[[ EXTRACTED ENTRIES, beginning ]]

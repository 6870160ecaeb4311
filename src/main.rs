//! Flagwar CLI - Command-line interface for running flag war simulations.

// Allow unwrap in tests (test code is not production)
#![cfg_attr(test, allow(clippy::unwrap_used))]
// Allow print in the CLI binary
#![allow(clippy::print_stdout, clippy::print_stderr)]

mod cli;

use clap::{Parser, Subcommand};
use std::path::PathBuf;
use std::process::ExitCode;

/// Flagwar - A deterministic rock-paper-scissors capture-the-flag simulation
#[derive(Parser, Debug)]
#[command(name = "flagwar")]
#[command(author, version, about, long_about = None)]
struct Args {
    /// Log engine activity (sets the default log level to debug)
    #[arg(short, long, global = true)]
    verbose: bool,

    #[command(subcommand)]
    command: Commands,
}

/// Available commands
#[derive(Subcommand, Debug)]
enum Commands {
    /// Run a single game on a map file
    Run {
        /// Map file (R, P, S, F and '.' per cell)
        #[arg(required = true)]
        map: PathBuf,

        /// Maximum cycles (overrides the config file)
        #[arg(short, long)]
        cycles: Option<u32>,

        /// JSON configuration file
        #[arg(long)]
        config: Option<PathBuf>,

        /// Output format: text or json
        #[arg(short, long, default_value = "text")]
        format: cli::OutputFormat,

        /// Suppress cycle-by-cycle output
        #[arg(short, long)]
        quiet: bool,

        /// Print the map after every cycle
        #[arg(long)]
        show_map: bool,
    },

    /// Run many generated games in parallel and aggregate statistics
    Batch {
        /// Number of games to run (default: 1000)
        #[arg(short, long, default_value = "1000")]
        games: u64,

        /// Starting seed (increments for each game)
        #[arg(short, long)]
        seed: Option<u64>,

        /// Map width (default: 16)
        #[arg(long, default_value = "16")]
        width: u16,

        /// Map height (default: 12)
        #[arg(long, default_value = "12")]
        height: u16,

        /// Players per team (default: 3)
        #[arg(long, default_value = "3")]
        players: u16,

        /// Flags per map (default: 4)
        #[arg(long, default_value = "4")]
        flags: u16,

        /// Maximum cycles per game (overrides the config file)
        #[arg(short, long)]
        cycles: Option<u32>,

        /// JSON configuration file
        #[arg(long)]
        config: Option<PathBuf>,

        /// Parallel threads (default: CPU count)
        #[arg(short = 'j', long)]
        threads: Option<usize>,

        /// Output format: text, json, or csv
        #[arg(short, long, default_value = "text")]
        format: cli::BatchFormat,

        /// Show progress bar
        #[arg(short, long)]
        progress: bool,
    },

    /// Validate a map file
    Validate {
        /// Map file to validate
        #[arg(required = true)]
        map: PathBuf,
    },
}

fn main() -> ExitCode {
    let args = Args::parse();

    let default_level = if args.verbose { "debug" } else { "info" };
    env_logger::Builder::from_env(env_logger::Env::default().default_filter_or(default_level))
        .init();

    let result = match args.command {
        Commands::Run {
            map,
            cycles,
            config,
            format,
            quiet,
            show_map,
        } => cli::run::execute(&map, cycles, config.as_deref(), format, quiet, show_map),

        Commands::Batch {
            games,
            seed,
            width,
            height,
            players,
            flags,
            cycles,
            config,
            threads,
            format,
            progress,
        } => {
            let map = flagwar::simulation::MapGenConfig {
                width,
                height,
                players_per_team: players,
                flags,
            };
            cli::batch::execute(
                games,
                seed,
                map,
                cycles,
                config.as_deref(),
                threads,
                format,
                progress,
            )
        }

        Commands::Validate { map } => cli::validate::execute(&map),
    };

    match result {
        Ok(()) => ExitCode::SUCCESS,
        Err(e) => {
            eprintln!("Error: {e}");
            ExitCode::FAILURE
        }
    }
}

[[ EXTRACTED ENTRIES, end ]]

### ACTIVITY
Using the data above, restate word for word the lines from its opening line through the line that contains "the CLI binary", and no more.

### FINAL ANSWER
repository 6870160ecaeb4311
filename src/main.rs
//! Flagwar CLI - Command-line interface for running flag war simulations.

// Allow unwrap in tests (test code is not production)
#![cfg_attr(test, allow(clippy::unwrap_used))]
// Allow print in the CLI binary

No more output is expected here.